At about twenty-two, I noticed that he told a lot of lies about himself to seem less boring and cowardly. He lied about people he’d been with; he lied about drugs; he lied about getting into an Ivy League school (and going there, becoming addicted to painkillers and dropping out). Moreover, I realized that he made all those racist jokes because he was actually a racist and not, I guess, the cute college kind? A polo racist? I figure you don’t really understand that people can be evil in college—or that you can only know in a limited way—because it’s such a contained little terrarium where everyone is entitled and depraved and self-involved. While we were in college, a lot of the things he said just made him seem provocative and unapologetic, but then two years later I had graduated and moved to the city to follow my dreams and I had an actual job, and I’m spending my Saturdays at Laundromats and fretting over bills and the stove’s broken again and there’s no heat until the fifth and on top of that, I’m commuting every morning with someone who’ll scream, “Go back to Mexico!” at a woman whose stroller happens to be in his way and then in a terrible moment of clarity you realize it’s not edgy anymore.

I graduated college in Maryland and moved to New York and really, to this guy’s credit, I doubt I would have had the backbone to move to New York by myself because I was a coward, too, and that might have had something to do with our initial attraction.

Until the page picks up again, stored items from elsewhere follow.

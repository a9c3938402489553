// src/gemini/models.rs
#![allow(dead_code)]
use serde::{Deserialize, Serialize};

/// Request/response bodies for the Gemini `generateContent` REST endpoint.
/// https://generativelanguage.googleapis.com/v1beta/models/<model>:generateContent

#[derive(Debug, Serialize)]
pub struct GenerateContentRequest {
    pub contents: Vec<Content>,
    #[serde(rename = "generationConfig")]
    pub generation_config: GenerationConfig,
    #[serde(rename = "safetySettings")]
    pub safety_settings: Vec<SafetySetting>,
}

#[derive(Debug, Clone, Serialize, Deserialize)]
pub struct Content {
    pub parts: Vec<Part>,
}

#[derive(Debug, Clone, Serialize, Deserialize)]
pub struct Part {
    pub text: String,
}

#[derive(Debug, Serialize)]
pub struct GenerationConfig {
    #[serde(rename = "maxOutputTokens")]
    pub max_output_tokens: u32,
    pub temperature: f32,
    #[serde(rename = "topK")]
    pub top_k: u32,
    #[serde(rename = "topP")]
    pub top_p: f32,
}

#[derive(Debug, Serialize)]
pub struct SafetySetting {
    pub category: &'static str,
    pub threshold: &'static str,
}

impl SafetySetting {
    /// Block-medium-and-above across the four standard harm categories.
    pub fn defaults() -> Vec<SafetySetting> {
        [
            "HARM_CATEGORY_HARASSMENT",
            "HARM_CATEGORY_HATE_SPEECH",
            "HARM_CATEGORY_SEXUALLY_EXPLICIT",
            "HARM_CATEGORY_DANGEROUS_CONTENT",
        ]
        .into_iter()
        .map(|category| SafetySetting {
            category,
            threshold: "BLOCK_MEDIUM_AND_ABOVE",
        })
        .collect()
    }
}

#[derive(Debug, Deserialize)]
pub struct GenerateContentResponse {
    #[serde(default)]
    pub candidates: Vec<Candidate>,
    #[serde(rename = "usageMetadata")]
    pub usage_metadata: Option<UsageMetadata>,
}

#[derive(Debug, Deserialize)]
pub struct Candidate {
    pub content: Option<Content>,
    #[serde(rename = "finishReason")]
    pub finish_reason: Option<String>,
}

#[derive(Debug, Deserialize)]
pub struct UsageMetadata {
    #[serde(rename = "promptTokenCount")]
    pub prompt_token_count: Option<u32>,
    #[serde(rename = "candidatesTokenCount")]
    pub candidates_token_count: Option<u32>,
    #[serde(rename = "totalTokenCount")]
    pub total_token_count: Option<u32>,
}

impl GenerateContentResponse {
    /// Text of the first candidate part, if the model returned any.
    pub fn first_text(&self) -> Option<&str> {
        self.candidates
            .first()?
            .content
            .as_ref()?
            .parts
            .first()
            .map(|p| p.text.as_str())
    }
}

#[cfg(test)]
mod tests {
    use super::*;

    #[test]
    fn deserializes_a_typical_response() {
        let body = r#"{
            "candidates": [
                {
                    "content": { "parts": [ { "text": "1. EXECUTIVE SUMMARY\nHello." } ], "role": "model" },
                    "finishReason": "STOP"
                }
            ],
            "usageMetadata": { "promptTokenCount": 12, "candidatesTokenCount": 34, "totalTokenCount": 46 }
        }"#;
        let resp: GenerateContentResponse = serde_json::from_str(body).unwrap();
        assert_eq!(resp.first_text(), Some("1. EXECUTIVE SUMMARY\nHello."));
        assert_eq!(resp.usage_metadata.unwrap().total_token_count, Some(46));
    }

    #[test]
    fn blocked_response_has_no_candidates() {
        let body = r#"{ "promptFeedback": { "blockReason": "SAFETY" } }"#;
        let resp: GenerateContentResponse = serde_json::from_str(body).unwrap();
        assert!(resp.candidates.is_empty());
        assert!(resp.first_text().is_none());
    }

    #[test]
    fn request_serializes_with_camel_case_config() {
        let req = GenerateContentRequest {
            contents: vec![Content {
                parts: vec![Part {
                    text: "hi".to_string(),
                }],
            }],
            generation_config: GenerationConfig {
                max_output_tokens: 100,
                temperature: 0.7,
                top_k: 40,
                top_p: 0.95,
            },
            safety_settings: SafetySetting::defaults(),
        };
        let json = serde_json::to_value(&req).unwrap();
        assert_eq!(json["generationConfig"]["maxOutputTokens"], 100);
        assert_eq!(json["safetySettings"].as_array().unwrap().len(), 4);
    }
}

We found a place in Brooklyn and moved in with a mutual friend so we could split a little two-bedroom between three people. It was pretty run-down but the rent was cheap and it was on a busy street, which was important because I’m from Northern California and thus afraid of my own shadow.

I moved to New York thinking I was going to land a publishing job right away and then pretty soon I’d be going up and down escalators in Rockefeller Center wearing smart skirt suits, performing cryptic operations on my smart phone and making deals and drinking martinis at lunch and in my spare time I’d write important literary novels. Within a few years we’d land an apartment with exposed brick and exposed wooden beams and anything that could be exposed would be exposed because that’s how you know you’ve made it and maybe I’d have a kid or something but I’d also be rich enough to have a personal trainer and private chef so the kid wouldn’t ruin my body. Then I’d work from home and make a living off serious novels, while freelancing a bit in independent literary journals for the prestige. This was my two-year plan. Which is to say, the great lyric justice awaiting college students is that when reality eviscerates them, it’s pretty much their own fault.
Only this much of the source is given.